═════ Given records ═════
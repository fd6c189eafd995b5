use crate::{
    poll_until_matched, NotificationVerifier, Patterns, RemoteErrorPolicy, RemoteMachine, Result,
    Schedule, Verified, VerifyConfig,
};
use alert_request::NotificationChannel;

/// EventViewerVerifier matches the latest Windows event logged on the CommServe.
pub struct EventViewerVerifier<'a> {
    machine: &'a dyn RemoteMachine,
    command: String,
    schedule: Schedule,
    remote_errors: RemoteErrorPolicy,
}

impl<'a> EventViewerVerifier<'a> {
    pub fn new(machine: &'a dyn RemoteMachine, config: &VerifyConfig) -> Self {
        Self {
            machine,
            command: config.event_viewer.command.clone(),
            schedule: config.schedule(),
            remote_errors: config.event_viewer.remote_errors,
        }
    }

    async fn check_once(&self, patterns: &Patterns) -> anyhow::Result<bool> {
        let message = self.machine.run_command(&self.command).await?;

        if let Some(pattern) = patterns.first_mismatch(&message) {
            tracing::debug!(%pattern, "latest event doesn't match");
            return Ok(false);
        }
        Ok(true)
    }
}

#[async_trait::async_trait]
impl NotificationVerifier for EventViewerVerifier<'_> {
    fn channel(&self) -> NotificationChannel {
        NotificationChannel::EventViewer
    }

    #[tracing::instrument(skip_all, fields(channel = %NotificationChannel::EventViewer))]
    async fn poll(&self, patterns: &Patterns) -> Result<Verified> {
        poll_until_matched(
            NotificationChannel::EventViewer,
            &self.schedule,
            self.remote_errors,
            move |_| self.check_once(patterns),
        )
        .await
    }
}

#[cfg(test)]
mod test {
    use super::*;
    use crate::channels::fixtures::{FakeMachine, Script};
    use crate::Error;

    #[tokio::test(start_paused = true)]
    async fn test_command_errors_are_absorbed_per_policy() {
        let script = || {
            Script::new(vec![
                Err("WinRM timeout".to_string()),
                Ok("Alert: other".to_string()),
                Ok("Alert: ev-alert Severity: Information".to_string()),
            ])
        };
        let patterns = Patterns::new(["Alert: ev-alert", "Severity"]).unwrap();

        let machine = FakeMachine {
            command: script(),
            ..Default::default()
        };
        let verified = EventViewerVerifier::new(&machine, &VerifyConfig::default())
            .poll(&patterns)
            .await
            .unwrap();
        assert_eq!(verified.attempts, 3);

        let mut config = VerifyConfig::default();
        config.event_viewer.remote_errors = RemoteErrorPolicy::Fail;
        let machine = FakeMachine {
            command: script(),
            ..Default::default()
        };
        let err = EventViewerVerifier::new(&machine, &config)
            .poll(&patterns)
            .await
            .unwrap_err();
        assert!(matches!(err, Error::TransportFailure { attempt: 1, .. }));
    }
}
═════
What is being asked:
Restate the data above word for word.

Response to the exercise:
repository fd6c189eafd995b5
use crate::{
    poll_until_matched, NotificationVerifier, Patterns, RemoteErrorPolicy, RemoteMachine, Result,
    Schedule, Verified, VerifyConfig,
};
use alert_request::NotificationChannel;

/// EventViewerVerifier matches the latest Windows event logged on the CommServe.
pub struct EventViewerVerifier<'a> {
    machine: &'a dyn RemoteMachine,
    command: String,
    schedule: Schedule,
    remote_errors: RemoteErrorPolicy,
}

impl<'a> EventViewerVerifier<'a> {
    pub fn new(machine: &'a dyn RemoteMachine, config: &VerifyConfig) -> Self {
        Self {
            machine,
            command: config.event_viewer.command.clone(),
            schedule: config.schedule(),
            remote_errors: config.event_viewer.remote_errors,
        }
    }

    async fn check_once(&self, patterns: &Patterns) -> anyhow::Result<bool> {
        let message = self.machine.run_command(&self.command).await?;

        if let Some(pattern) = patterns.first_mismatch(&message) {
            tracing::debug!(%pattern, "latest event doesn't match");
            return Ok(false);
        }
        Ok(true)
    }
}

#[async_trait::async_trait]
impl NotificationVerifier for EventViewerVerifier<'_> {
    fn channel(&self) -> NotificationChannel {
        NotificationChannel::EventViewer
    }

    #[tracing::instrument(skip_all, fields(channel = %NotificationChannel::EventViewer))]
    async fn poll(&self, patterns: &Patterns) -> Result<Verified> {
        poll_until_matched(
            NotificationChannel::EventViewer,
            &self.schedule,
            self.remote_errors,
            move |_| self.check_once(patterns),
        )
        .await
    }
}

#[cfg(test)]
mod test {
    use super::*;
    use crate::channels::fixtures::{FakeMachine, Script};
    use crate::Error;

    #[tokio::test(start_paused = true)]
    async fn test_command_errors_are_absorbed_per_policy() {
        let script = || {
            Script::new(vec![
                Err("WinRM timeout".to_string()),
                Ok("Alert: other".to_string()),
                Ok("Alert: ev-alert Severity: Information".to_string()),
            ])
        };
        let patterns = Patterns::new(["Alert: ev-alert", "Severity"]).unwrap();

        let machine = FakeMachine {
            command: script(),
            ..Default::default()
        };
        let verified = EventViewerVerifier::new(&machine, &VerifyConfig::default())
            .poll(&patterns)
            .await
            .unwrap();
        assert_eq!(verified.attempts, 3);

        let mut config = VerifyConfig::default();
        config.event_viewer.remote_errors = RemoteErrorPolicy::Fail;
        let machine = FakeMachine {
            command: script(),
            ..Default::default()
        };
        let err = EventViewerVerifier::new(&machine, &config)
            .poll(&patterns)
            .await
            .unwrap_err();
        assert!(matches!(err, Error::TransportFailure { attempt: 1, .. }));
    }
}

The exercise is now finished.